WHAT THE TASK ASKS
Wherever a line of the records contains "struct", copy that line.

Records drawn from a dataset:
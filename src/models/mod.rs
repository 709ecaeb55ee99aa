use crate::error::RelayError;
use chrono::{DateTime, Utc};
use serde::{Deserialize, Serialize};
use serde_json::Value;
use utoipa::ToSchema;

/// A reference to one stored object, as observed at listing time.
#[derive(Debug, Clone, Serialize, Deserialize)]
pub struct ObjectRef {
    pub container: String,
    pub key: String,
    pub size: Option<i64>,
    pub created_at: Option<DateTime<Utc>>,
}

/// Storage finalize notification pushed by the hosting platform.
///
/// The platform delivers these at least once, so handlers must tolerate
/// duplicates.
#[derive(Debug, Clone, Serialize, Deserialize, ToSchema)]
pub struct StorageEvent {
    /// Container (bucket) the object was created in.
    pub bucket: String,
    /// Full object key within the container.
    pub name: String,
}

impl StorageEvent {
    /// Parses an event payload defensively. Push payloads come from outside
    /// the trust boundary, so missing or empty fields are a
    /// [`RelayError::MalformedEvent`], never a panic.
    pub fn from_value(payload: &Value) -> Result<Self, RelayError> {
        let bucket = payload
            .get("bucket")
            .and_then(Value::as_str)
            .ok_or_else(|| RelayError::MalformedEvent("missing field `bucket`".to_string()))?;
        let name = payload
            .get("name")
            .and_then(Value::as_str)
            .ok_or_else(|| RelayError::MalformedEvent("missing field `name`".to_string()))?;

        if bucket.is_empty() {
            return Err(RelayError::MalformedEvent("empty `bucket`".to_string()));
        }
        if name.is_empty() {
            return Err(RelayError::MalformedEvent("empty `name`".to_string()));
        }

        Ok(Self {
            bucket: bucket.to_string(),
            name: name.to_string(),
        })
    }
}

RESPONSE FOR THIS EXERCISE
pub struct ObjectRef {
pub struct StorageEvent {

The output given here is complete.